We woke up to the sound of rain after a night's rest in Pagudpud. The TV was going all on about the preparations against Bagyong Lando and we were anxious to see if the tour was still on.
And boy, was it ever.

After ravaging our complimentary breakfast of eggs and Ilocano longganisa at the Northridge Resort---which was more of a B&B than an actual resort, by the way--- we were on our way to start the day, albeit the rain.
So, this is the part where you get to know why the #stupidtourists are called as such.

Welcome to the Patapat Viaduct. :)

1.3 kilometers long, the viaduct snakes around the base of the Cordillera Mountain range.

So instead of getting turned off by the nasty weather, we only fell in love with it even more.
On good days, the Patapat Viaduct would have been a backdrop of cool, calm seas. When we went there, it was like nature was brewing up a storm.
We couldn't care less.

We were all for jumpshots in the middle of the road, giant delivery trucks be damned. Only #stupidtourists do that. Only stupid tourists would brave a storm and still have fun.

 In all fairness, it was such a sight to behold. I have never seen waves crash like this.

We would have stayed longer, but more crazy adventures beckoned. Looking back, this day involved so much water, in all forms. 
We stopped by at what the locals called Paraiso ni Anton.

According to our guide, this place used to be a resort with such name, until an earthquake struck and this spring appeared. People have thought it miraculous since. Some locals drink the water, believing it could heal sickness and grant them good health.

The storm brewed all around us. We were feeling Bagyong Lando more and more the farther we went into Pagudpud. But, as we were crazy and are tourists in need of something amazing to experience, we went right ahead.
Armed with our beanies and jackets, we soldiered forth to the Timmangtang Rock and Bantay-Abot Cave.

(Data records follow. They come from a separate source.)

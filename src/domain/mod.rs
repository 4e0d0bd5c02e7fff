//! Event and bet model shared by validation and settlement.

pub mod bet;
pub mod event;

pub use bet::{
    Bet, BetMarket, BetRequest, BetResult, BetStateError, EventRef, Odds, OddsError, OddsFormat,
    OddsInput, OverUnder, PropDirection, PropSelection,
};
pub use event::{
    AltLine, BetType, BookmakerQuote, Event, EventStatus, Odd, OddSide, Player, StatRecord, Team,
    TeamNames, TeamSide, FULL_GAME_PERIOD, GAME_ENTITY, TEAM_POINTS_STAT,
};
//! Market Odds Extractor: picks the quote a bet is checked against out of an event's odds.
//!
//! Everything here is deterministic for a given event. Odds are kept sorted by id and
//! bookmakers are walked in lexical order, so ties always resolve the same way.

use crate::domain::{BetType, Event, Odd, OddSide, GAME_ENTITY, TEAM_POINTS_STAT};
use crate::resolver::normalize;

/// Penalty added to props whose stat id only loosely matches the requested one, so an
/// exact id always outranks it whatever the line distance.
const INEXACT_STAT_PENALTY: f64 = 1000.0;

const SEGMENT_WORDS: &[&str] = &[
    "quarter", "half", "period", "inning", "innings", "1q", "2q", "3q", "4q", "1h", "2h", "1p", "2p",
    "3p", "first", "second", "third", "fourth",
];

const COMPOSITE_WORDS: &[&str] = &["and", "plus"];

/// A line found by [`find_closest_line`]. `bookmaker` is `None` for the canonical line.
#[derive(Clone, Debug, PartialEq)]
pub struct ClosestLine {
    pub line: f64,
    pub bookmaker: Option<String>,
    /// American price quoted alongside this line, when there is one.
    pub price: Option<f64>,
}

/// First full-game odd matching `predicate`.
pub fn find_odd<P>(event: &Event, mut predicate: P) -> Option<&Odd>
where
    P: FnMut(&Odd) -> bool,
{
    event
        .odds
        .iter()
        .filter(|odd| odd.is_full_game())
        .find(|odd| predicate(odd))
}

/// Team-level quote (no player) on the points stat for one side of a market.
///
/// Totals must be on the whole game, so a team total never stands in for the game total.
/// Moneyline and spread quotes must be on the selected team.
pub fn find_team_odd(event: &Event, bet_type: BetType, side: OddSide) -> Option<&Odd> {
    let entity = match side {
        OddSide::Home => "home",
        OddSide::Away => "away",
        OddSide::Over | OddSide::Under | OddSide::Yes | OddSide::No => GAME_ENTITY,
    };
    find_odd(event, |odd| {
        odd.bet_type == bet_type
            && odd.side == side
            && odd.player_id.is_none()
            && odd.stat_id == TEAM_POINTS_STAT
            && odd.is_on_entity(entity)
    })
}

/// American price: canonical book, canonical fair, then the first bookmaker quoting one.
pub fn pick_price(odd: &Odd) -> Option<f64> {
    odd.book_price
        .or(odd.fair_price)
        .or_else(|| odd.bookmakers.values().find_map(|q| q.price))
}

/// Spread or total line, in the same order as [`pick_price`].
pub fn pick_line(odd: &Odd) -> Option<f64> {
    odd.book_line
        .or(odd.fair_line)
        .or_else(|| odd.bookmakers.values().find_map(|q| q.line))
}

/// Every distinct line quoted for this odd, canonical lines first, with the price quoted
/// next to it.
fn candidate_lines(odd: &Odd) -> Vec<ClosestLine> {
    let mut out: Vec<ClosestLine> = Vec::new();
    let mut push = |line: Option<f64>, bookmaker: Option<&str>, price: Option<f64>| {
        let Some(line) = line.filter(|l| l.is_finite()) else {
            return;
        };
        if out.iter().any(|c| c.line == line) {
            return;
        }
        out.push(ClosestLine {
            line,
            bookmaker: bookmaker.map(str::to_string),
            price,
        });
    };

    push(odd.book_line, None, odd.book_price.or(odd.fair_price));
    push(odd.fair_line, None, odd.fair_price.or(odd.book_price));
    for (book, quote) in &odd.bookmakers {
        push(quote.line, Some(book), quote.price);
        for alt in &quote.alt_lines {
            push(alt.line, Some(book), alt.price.or(quote.price));
        }
    }
    out
}

/// Quoted line nearest to `requested`, across the canonical line and every bookmaker's
/// main and alternate lines. Ties keep the earlier candidate.
pub fn find_closest_line(odd: &Odd, requested: f64) -> Option<ClosestLine> {
    let mut best: Option<ClosestLine> = None;
    for candidate in candidate_lines(odd) {
        let closer = match &best {
            Some(current) => (candidate.line - requested).abs() < (current.line - requested).abs(),
            None => true,
        };
        if closer {
            best = Some(candidate);
        }
    }
    best
}

fn words(text: &str) -> Vec<String> {
    normalize(text).split(' ').map(str::to_string).collect()
}

fn mentions_segment(text: &str) -> bool {
    words(text).iter().any(|w| SEGMENT_WORDS.contains(&w.as_str()))
}

fn mentions_composite(text: &str) -> bool {
    text.contains('+') || words(text).iter().any(|w| COMPOSITE_WORDS.contains(&w.as_str()))
}

/// Stat ids compared without separators, so `threePointersMade` style ids still line up.
fn squash(id: &str) -> String {
    id.chars().filter(|c| c.is_ascii_alphanumeric() || *c == '+').collect::<String>().to_ascii_lowercase()
}

/// What a player prop is looking for.
#[derive(Clone, Debug)]
pub struct PropQuery<'a> {
    pub player_id: &'a str,
    /// Canonical stat id.
    pub stat_id: &'a str,
    /// The stat text as the user typed it.
    pub stat_text: &'a str,
    pub side: OddSide,
    pub line: Option<f64>,
}

/// Pick the prop quote for a player/stat/side among overlapping markets.
///
/// Segment markets (quarters, halves, periods) are skipped unless the stat text asks for
/// one, composite markets unless the stat is itself composite. Survivors are ranked by the
/// distance from the requested line to their closest quoted line, with loosely matching
/// stat ids pushed behind every exact match.
pub fn select_prop_odd<'a>(event: &'a Event, query: &PropQuery<'_>) -> Option<&'a Odd> {
    let wants_segment = mentions_segment(query.stat_text);
    let wants_composite = query.stat_text.contains('+') || query.stat_id.contains('+');
    let target = squash(query.stat_id);

    let mut best: Option<(f64, &Odd)> = None;
    for odd in &event.odds {
        if odd.player_id.as_deref() != Some(query.player_id) || odd.side != query.side {
            continue;
        }

        let market = odd.market_name.as_deref().unwrap_or("");
        let segment = !odd.is_full_game() || mentions_segment(market);
        if segment && !wants_segment {
            continue;
        }
        if mentions_composite(market) && !wants_composite {
            continue;
        }

        let candidate = squash(&odd.stat_id);
        let exact = odd.stat_id == query.stat_id || candidate == target;
        let loose = !exact && (candidate.contains(&target) || target.contains(&candidate));
        if !exact && !loose {
            continue;
        }

        let distance = match query.line {
            Some(requested) => find_closest_line(odd, requested)
                .map(|c| (c.line - requested).abs())
                .unwrap_or(0.0),
            None => 0.0,
        };
        let score = if exact { distance } else { INEXACT_STAT_PENALTY + distance };

        if best.map_or(true, |(current, _)| score < current) {
            best = Some((score, odd));
        }
    }
    best.map(|(_, odd)| odd)
}

#[cfg(test)]
mod tests {
    use std::collections::BTreeMap;

    use super::*;
    use crate::domain::{AltLine, BookmakerQuote};

    fn odd(id: &str, bet_type: BetType, side: OddSide) -> Odd {
        Odd {
            id: id.to_string(),
            bet_type,
            period: "game".to_string(),
            side,
            player_id: None,
            stat_id: TEAM_POINTS_STAT.to_string(),
            stat_entity: None,
            market_name: None,
            book_price: None,
            fair_price: None,
            book_line: None,
            fair_line: None,
            bookmakers: BTreeMap::new(),
        }
    }

    fn quote(price: Option<f64>, line: Option<f64>, alts: &[f64]) -> BookmakerQuote {
        BookmakerQuote {
            price,
            line,
            available: true,
            alt_lines: alts
                .iter()
                .map(|l| AltLine {
                    line: Some(*l),
                    price: Some(-110.0),
                })
                .collect(),
        }
    }

    fn prop(id: &str, stat: &str, market: &str, line: f64) -> Odd {
        let mut o = odd(id, BetType::OverUnder, OddSide::Over);
        o.player_id = Some("P1".to_string());
        o.stat_id = stat.to_string();
        o.market_name = Some(market.to_string());
        o.book_line = Some(line);
        o.book_price = Some(-115.0);
        o
    }

    #[test]
    fn closest_line_prefers_exact_then_nearest() {
        let mut o = odd("sp", BetType::Spread, OddSide::Home);
        o.book_line = Some(-3.0);
        o.bookmakers.insert("fanduel".to_string(), quote(Some(-110.0), Some(-3.5), &[-4.0, -3.0]));

        let exact = find_closest_line(&o, -3.5).unwrap();
        assert_eq!(exact.line, -3.5);
        assert_eq!(exact.bookmaker.as_deref(), Some("fanduel"));

        assert_eq!(find_closest_line(&o, -3.7).unwrap().line, -3.5);
        assert_eq!(find_closest_line(&o, -10.0).unwrap().line, -4.0);
    }

    #[test]
    fn closest_line_ties_keep_canonical() {
        let mut o = odd("ou", BetType::OverUnder, OddSide::Over);
        o.book_line = Some(210.0);
        o.bookmakers.insert("a".to_string(), quote(None, Some(211.0), &[]));
        let found = find_closest_line(&o, 210.5).unwrap();
        assert_eq!(found.line, 210.0);
        assert_eq!(found.bookmaker, None);
    }

    #[test]
    fn price_falls_back_to_bookmakers() {
        let mut o = odd("ml", BetType::Moneyline, OddSide::Away);
        assert_eq!(pick_price(&o), None);
        o.bookmakers.insert("b".to_string(), quote(Some(120.0), None, &[]));
        o.bookmakers.insert("a".to_string(), quote(None, None, &[]));
        assert_eq!(pick_price(&o), Some(120.0));
        o.fair_price = Some(115.0);
        assert_eq!(pick_price(&o), Some(115.0));
        o.book_price = Some(110.0);
        assert_eq!(pick_price(&o), Some(110.0));
    }

    #[test]
    fn game_total_is_not_confused_with_team_total() {
        let mut team_total = odd("ou-home-total", BetType::OverUnder, OddSide::Over);
        team_total.stat_entity = Some("home".to_string());
        team_total.book_line = Some(112.5);
        let mut game_total = odd("ou-total", BetType::OverUnder, OddSide::Over);
        game_total.stat_entity = Some(GAME_ENTITY.to_string());
        game_total.book_line = Some(220.5);
        let mut home_ml = odd("ml-home", BetType::Moneyline, OddSide::Home);
        home_ml.stat_entity = Some("HOME".to_string());
        let event = Event {
            odds: vec![team_total, game_total, home_ml],
            ..Default::default()
        };

        assert_eq!(find_team_odd(&event, BetType::OverUnder, OddSide::Over).unwrap().id, "ou-total");
        assert_eq!(find_team_odd(&event, BetType::Moneyline, OddSide::Home).unwrap().id, "ml-home");
    }

    #[test]
    fn line_follows_price_order() {
        let mut o = odd("sp", BetType::Spread, OddSide::Away);
        assert_eq!(pick_line(&o), None);
        o.bookmakers.insert("b".to_string(), quote(None, Some(2.5), &[]));
        o.bookmakers.insert("a".to_string(), quote(None, Some(3.0), &[]));
        assert_eq!(pick_line(&o), Some(3.0));
        o.fair_line = Some(3.5);
        assert_eq!(pick_line(&o), Some(3.5));
    }

    #[test]
    fn team_odd_skips_other_periods() {
        let mut first_half = odd("a", BetType::Moneyline, OddSide::Home);
        first_half.period = "1h".to_string();
        let full = odd("b", BetType::Moneyline, OddSide::Home);
        let event = Event {
            odds: vec![first_half, full],
            ..Default::default()
        };
        assert_eq!(find_team_odd(&event, BetType::Moneyline, OddSide::Home).unwrap().id, "b");
    }

    #[test]
    fn prop_selection_skips_segments_and_composites() {
        let event = Event {
            odds: vec![
                prop("a", "points", "1st Quarter Points", 7.5),
                prop("b", "points+rebounds", "Points + Rebounds", 30.5),
                prop("c", "points", "Points", 26.5),
            ],
            ..Default::default()
        };
        let query = PropQuery {
            player_id: "P1",
            stat_id: "points",
            stat_text: "Points",
            side: OddSide::Over,
            line: Some(7.5),
        };
        assert_eq!(select_prop_odd(&event, &query).unwrap().id, "c");

        let quarter = PropQuery {
            stat_text: "1st Quarter Points",
            ..query.clone()
        };
        assert_eq!(select_prop_odd(&event, &quarter).unwrap().id, "a");
    }

    #[test]
    fn exact_stat_outranks_closer_inexact_line() {
        let event = Event {
            odds: vec![
                prop("a", "rebounds_offensive", "Offensive Rebounds", 9.5),
                prop("b", "rebounds", "Rebounds", 12.5),
            ],
            ..Default::default()
        };
        let query = PropQuery {
            player_id: "P1",
            stat_id: "rebounds",
            stat_text: "Rebounds",
            side: OddSide::Over,
            line: Some(9.5),
        };
        assert_eq!(select_prop_odd(&event, &query).unwrap().id, "b");
    }
}
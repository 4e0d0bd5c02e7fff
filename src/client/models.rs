//! Provider wire payloads and their conversion into [`crate::domain::Event`].
//!
//! Every field is optional. Numbers arrive either as JSON numbers or numeric strings
//! (`"-110"`, `"+150"`, `"3.5"`); anything that does not parse is read as absent rather
//! than failing the whole event. Entries of the `players`, `odds` and `results.game` maps
//! are decoded one by one, so a malformed entry drops only itself.

use std::collections::{BTreeMap, HashMap};

use chrono::{DateTime, Utc};
use serde::de::DeserializeOwned;
use serde::Deserialize;
use serde_json::Value;
use serde_with::{serde_as, DefaultOnError, DisplayFromStr, PickFirst};
use tracing::debug;

use crate::domain::{
    AltLine, BetType, BookmakerQuote, Event, EventStatus, Odd, OddSide, Player, StatRecord, Team,
    TeamNames, FULL_GAME_PERIOD, TEAM_POINTS_STAT,
};

/// Odd ids are shaped `stat-entity-period-betType-side`.
const ODD_ID_PARTS: usize = 5;

/// `{ success, data: [...] }` response wrapper. Events stay as raw JSON so one malformed
/// event cannot poison the rest of the page.
#[derive(Debug, Default, Deserialize)]
#[serde(default)]
pub struct EventsEnvelope {
    pub success: Option<bool>,
    pub data: Vec<Value>,
    pub error: Option<String>,
}

#[serde_as]
#[derive(Debug, Default, Deserialize)]
#[serde(default, rename_all = "camelCase")]
pub struct WireStatus {
    #[serde_as(as = "DefaultOnError")]
    pub started: Option<bool>,
    #[serde_as(as = "DefaultOnError")]
    pub live: Option<bool>,
    #[serde_as(as = "DefaultOnError")]
    pub finalized: Option<bool>,
    #[serde_as(as = "DefaultOnError")]
    pub cancelled: Option<bool>,
    #[serde_as(as = "DefaultOnError")]
    pub starts_at: Option<String>,
}

#[derive(Debug, Default, Deserialize)]
#[serde(default)]
pub struct WireTeamNames {
    pub long: Option<String>,
    pub medium: Option<String>,
    pub short: Option<String>,
}

#[serde_as]
#[derive(Debug, Default, Deserialize)]
#[serde(default)]
pub struct WireTeam {
    #[serde(rename = "teamID")]
    pub team_id: Option<String>,
    pub names: WireTeamNames,
    #[serde_as(as = "DefaultOnError<Option<PickFirst<(_, DisplayFromStr)>>>")]
    pub score: Option<f64>,
}

#[derive(Debug, Default, Deserialize)]
#[serde(default)]
pub struct WireTeams {
    pub home: Option<WireTeam>,
    pub away: Option<WireTeam>,
}

#[derive(Debug, Default, Deserialize)]
#[serde(default, rename_all = "camelCase")]
pub struct WirePlayer {
    #[serde(rename = "playerID")]
    pub player_id: Option<String>,
    pub name: Option<String>,
    pub first_name: Option<String>,
    pub last_name: Option<String>,
    pub alias: Option<String>,
}

#[derive(Debug, Default, Deserialize)]
#[serde(default)]
pub struct WireResults {
    /// Full-game results keyed by player id, plus `home` / `away` team lines.
    pub game: HashMap<String, Value>,
}

#[serde_as]
#[derive(Debug, Default, Deserialize)]
#[serde(default, rename_all = "camelCase")]
pub struct WireAltLine {
    #[serde_as(as = "DefaultOnError<Option<PickFirst<(_, DisplayFromStr)>>>")]
    pub odds: Option<f64>,
    #[serde_as(as = "DefaultOnError<Option<PickFirst<(_, DisplayFromStr)>>>")]
    pub spread: Option<f64>,
    #[serde_as(as = "DefaultOnError<Option<PickFirst<(_, DisplayFromStr)>>>")]
    pub over_under: Option<f64>,
}

#[serde_as]
#[derive(Debug, Default, Deserialize)]
#[serde(default, rename_all = "camelCase")]
pub struct WireBookmaker {
    #[serde_as(as = "DefaultOnError<Option<PickFirst<(_, DisplayFromStr)>>>")]
    pub odds: Option<f64>,
    #[serde_as(as = "DefaultOnError<Option<PickFirst<(_, DisplayFromStr)>>>")]
    pub spread: Option<f64>,
    #[serde_as(as = "DefaultOnError<Option<PickFirst<(_, DisplayFromStr)>>>")]
    pub over_under: Option<f64>,
    #[serde_as(as = "DefaultOnError")]
    pub available: Option<bool>,
    #[serde_as(as = "DefaultOnError")]
    pub alt_lines: Vec<WireAltLine>,
}

#[serde_as]
#[derive(Debug, Default, Deserialize)]
#[serde(default, rename_all = "camelCase")]
pub struct WireOdd {
    #[serde(rename = "oddID")]
    pub odd_id: Option<String>,
    #[serde(rename = "betTypeID")]
    pub bet_type_id: Option<String>,
    #[serde(rename = "periodID")]
    pub period_id: Option<String>,
    #[serde(rename = "sideID")]
    pub side_id: Option<String>,
    #[serde(rename = "playerID")]
    pub player_id: Option<String>,
    #[serde(rename = "statID")]
    pub stat_id: Option<String>,
    /// `all` for game-wide stats, `home` / `away` for team stats, else a player id.
    #[serde(rename = "statEntityID")]
    pub stat_entity_id: Option<String>,
    pub market_name: Option<String>,
    #[serde_as(as = "DefaultOnError<Option<PickFirst<(_, DisplayFromStr)>>>")]
    pub book_odds: Option<f64>,
    #[serde_as(as = "DefaultOnError<Option<PickFirst<(_, DisplayFromStr)>>>")]
    pub fair_odds: Option<f64>,
    #[serde_as(as = "DefaultOnError<Option<PickFirst<(_, DisplayFromStr)>>>")]
    pub book_spread: Option<f64>,
    #[serde_as(as = "DefaultOnError<Option<PickFirst<(_, DisplayFromStr)>>>")]
    pub fair_spread: Option<f64>,
    #[serde_as(as = "DefaultOnError<Option<PickFirst<(_, DisplayFromStr)>>>")]
    pub book_over_under: Option<f64>,
    #[serde_as(as = "DefaultOnError<Option<PickFirst<(_, DisplayFromStr)>>>")]
    pub fair_over_under: Option<f64>,
    #[serde_as(as = "DefaultOnError")]
    pub by_bookmaker: HashMap<String, WireBookmaker>,
}

#[derive(Debug, Default, Deserialize)]
#[serde(default)]
pub struct WireEvent {
    #[serde(rename = "eventID")]
    pub event_id: Option<String>,
    #[serde(rename = "leagueID")]
    pub league_id: Option<String>,
    pub status: WireStatus,
    pub teams: WireTeams,
    pub players: HashMap<String, Value>,
    pub results: WireResults,
    pub odds: HashMap<String, Value>,
}

/// Read a number that may be encoded as a JSON number, numeric string or boolean.
pub fn loose_number(value: &Value) -> Option<f64> {
    match value {
        Value::Number(n) => n.as_f64(),
        Value::String(s) => s.trim().parse::<f64>().ok().filter(|v| v.is_finite()),
        Value::Bool(b) => Some(if *b { 1.0 } else { 0.0 }),
        _ => None,
    }
}

/// `passingYards` -> `passing_yards`, `points+rebounds` unchanged.
pub fn to_snake_case(id: &str) -> String {
    let mut out = String::with_capacity(id.len() + 4);
    let mut prev_lower_or_digit = false;
    for ch in id.trim().chars() {
        if ch.is_ascii_uppercase() {
            if prev_lower_or_digit {
                out.push('_');
            }
            out.push(ch.to_ascii_lowercase());
            prev_lower_or_digit = false;
        } else if ch == '-' || ch == ' ' {
            out.push('_');
            prev_lower_or_digit = false;
        } else {
            out.push(ch);
            prev_lower_or_digit = ch.is_ascii_lowercase() || ch.is_ascii_digit();
        }
    }
    out
}

fn non_empty(s: Option<String>) -> Option<String> {
    s.map(|v| v.trim().to_string()).filter(|v| !v.is_empty())
}

fn parse_bet_type(id: &str) -> Option<BetType> {
    match id.trim().to_ascii_lowercase().as_str() {
        "ml" => Some(BetType::Moneyline),
        "sp" => Some(BetType::Spread),
        "ou" => Some(BetType::OverUnder),
        "yn" => Some(BetType::YesNo),
        _ => None,
    }
}

fn parse_side(id: &str) -> Option<OddSide> {
    match id.trim().to_ascii_lowercase().as_str() {
        "home" => Some(OddSide::Home),
        "away" => Some(OddSide::Away),
        "over" => Some(OddSide::Over),
        "under" => Some(OddSide::Under),
        "yes" => Some(OddSide::Yes),
        "no" => Some(OddSide::No),
        _ => None,
    }
}

/// Decode one entry of a provider map, dropping it alone when it is malformed.
fn decode_entry<T: DeserializeOwned>(kind: &str, key: &str, raw: Value) -> Option<T> {
    match serde_json::from_value(raw) {
        Ok(entry) => Some(entry),
        Err(err) => {
            debug!(target: "gateway", kind = %kind, key = %key, error = %err, "skipping malformed provider entry");
            None
        }
    }
}

fn stat_record(raw: Value) -> Option<StatRecord> {
    let Value::Object(stats) = raw else {
        return None;
    };
    Some(
        stats
            .into_iter()
            .filter_map(|(k, v)| loose_number(&v).map(|n| (to_snake_case(&k), n)))
            .collect(),
    )
}

/// `points-home-game-ou-over` -> `home`.
fn entity_from_odd_id(id: &str) -> Option<String> {
    let parts: Vec<&str> = id.split('-').collect();
    if parts.len() != ODD_ID_PARTS {
        return None;
    }
    non_empty(Some(parts[1].to_string()))
}

impl WireTeam {
    fn into_team(self, fallback_score: Option<f64>) -> Team {
        Team {
            id: non_empty(self.team_id),
            names: TeamNames {
                long: non_empty(self.names.long),
                medium: non_empty(self.names.medium),
                short: non_empty(self.names.short),
            },
            score: self.score.or(fallback_score),
        }
    }
}

impl WireOdd {
    /// Convert one quote. Quotes with unknown bet types or sides are dropped.
    pub fn into_odd(self, key: &str) -> Option<Odd> {
        let bet_type = parse_bet_type(self.bet_type_id.as_deref()?)?;
        let side = parse_side(self.side_id.as_deref()?)?;
        let player_id = non_empty(self.player_id);
        let stat_id = match non_empty(self.stat_id) {
            Some(stat) => to_snake_case(&stat),
            None if player_id.is_none() => TEAM_POINTS_STAT.to_string(),
            None => return None,
        };

        let pick_line = |spread: Option<f64>, over_under: Option<f64>| match bet_type {
            BetType::Spread => spread,
            BetType::OverUnder => over_under,
            BetType::Moneyline | BetType::YesNo => None,
        };

        let bookmakers: BTreeMap<String, BookmakerQuote> = self
            .by_bookmaker
            .into_iter()
            .map(|(book, q)| {
                let alt_lines = q
                    .alt_lines
                    .into_iter()
                    .map(|alt| AltLine {
                        line: pick_line(alt.spread, alt.over_under),
                        price: alt.odds,
                    })
                    .collect();
                let quote = BookmakerQuote {
                    price: q.odds,
                    line: pick_line(q.spread, q.over_under),
                    available: q.available.unwrap_or(true),
                    alt_lines,
                };
                (book, quote)
            })
            .collect();

        let id = non_empty(self.odd_id).unwrap_or_else(|| key.to_string());
        let stat_entity = non_empty(self.stat_entity_id).or_else(|| entity_from_odd_id(&id));

        Some(Odd {
            id,
            bet_type,
            period: non_empty(self.period_id)
                .map(|p| p.to_ascii_lowercase())
                .unwrap_or_else(|| FULL_GAME_PERIOD.to_string()),
            side,
            player_id,
            stat_id,
            stat_entity,
            market_name: non_empty(self.market_name),
            book_price: self.book_odds,
            fair_price: self.fair_odds,
            book_line: pick_line(self.book_spread, self.book_over_under),
            fair_line: pick_line(self.fair_spread, self.fair_over_under),
            bookmakers,
        })
    }
}

impl WireEvent {
    /// Convert into the domain event. Events without an id are unusable and yield `None`.
    pub fn into_event(self) -> Option<Event> {
        let id = non_empty(self.event_id)?;
        let starts_at = self
            .status
            .starts_at
            .as_deref()
            .and_then(|s| DateTime::parse_from_rfc3339(s).ok())
            .map(|dt| dt.with_timezone(&Utc));

        let mut game = self.results.game;
        let home_result = game.remove("home").and_then(stat_record);
        let away_result = game.remove("away").and_then(stat_record);
        let result_points = |r: &Option<StatRecord>| r.as_ref().and_then(|s| s.get(TEAM_POINTS_STAT).copied());

        let home = self
            .teams
            .home
            .unwrap_or_default()
            .into_team(result_points(&home_result));
        let away = self
            .teams
            .away
            .unwrap_or_default()
            .into_team(result_points(&away_result));

        let players = self
            .players
            .into_iter()
            .filter_map(|(key, raw)| {
                let p: WirePlayer = decode_entry("player", &key, raw)?;
                let id = non_empty(p.player_id).unwrap_or(key);
                let player = Player {
                    id: id.clone(),
                    display_name: non_empty(p.name),
                    first_name: non_empty(p.first_name),
                    last_name: non_empty(p.last_name),
                    alias: non_empty(p.alias),
                };
                Some((id, player))
            })
            .collect();

        let player_stats = game
            .into_iter()
            .filter_map(|(player_id, raw)| stat_record(raw).map(|stats| (player_id, stats)))
            .collect();

        let mut odds: Vec<Odd> = self
            .odds
            .into_iter()
            .filter_map(|(key, raw)| decode_entry::<WireOdd>("odd", &key, raw)?.into_odd(&key))
            .collect();
        // Provider maps are unordered; extraction must not depend on hash order.
        odds.sort_by(|a, b| a.id.cmp(&b.id));

        Some(Event {
            id,
            league: non_empty(self.league_id),
            starts_at,
            status: EventStatus {
                started: self.status.started.unwrap_or(false),
                live: self.status.live.unwrap_or(false),
                finalized: self.status.finalized.unwrap_or(false),
                cancelled: self.status.cancelled.unwrap_or(false),
            },
            home,
            away,
            players,
            player_stats,
            odds,
        })
    }
}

Basically our day looked like this. :) All fogged up glasses and water-specked lenses. Who cares? We were at the northern tip of the Philippines. This rock and the Batanes group of islands were the only things standing between us and Taiwan at this point.

Right up ahead is the Bantay Abot cave.

It's more of a rock formation, actually. It looks like a hole was cut out of the rock itself. Pagudpud has awesome rock formations.

Too bad for me, my lower back seriously hurt after our sandboarding adventure the day before and so I prefered to stay in the ledge rather than go down. I know, I missed a bit of my life. Stupid butt pains.

Kuya Richard looks on.

Watching the waves crash is surreal, though. It was quite enough for me.

Thank you Mark for some of the photos in this post :D

We made our way further up the cove to the so-called Boracay of the North, Blue Lagoon. How I wished the typhoon would stop so we could take a swim. The sea looked so beautiful from afar. Look at me, looking all profound.

Thanks, Mark!

Look at those waves. Would you want to zipline over that ocean? Sounds legit scary and beautiful at the same time to me. 

Thanks, Mark!
We saw something we've never seen before. And it wasn't the crashing waves this time. It was a legit Bayanihan.

As in the thing where people actually lift one's house. Talk about moving, right?

Thanks, Pearl!

I have never seen anything quite like it. Honestly, I thought Filipino values like this have long been dead. Thank you, Ilocos for showing us that Bayanihan still lives.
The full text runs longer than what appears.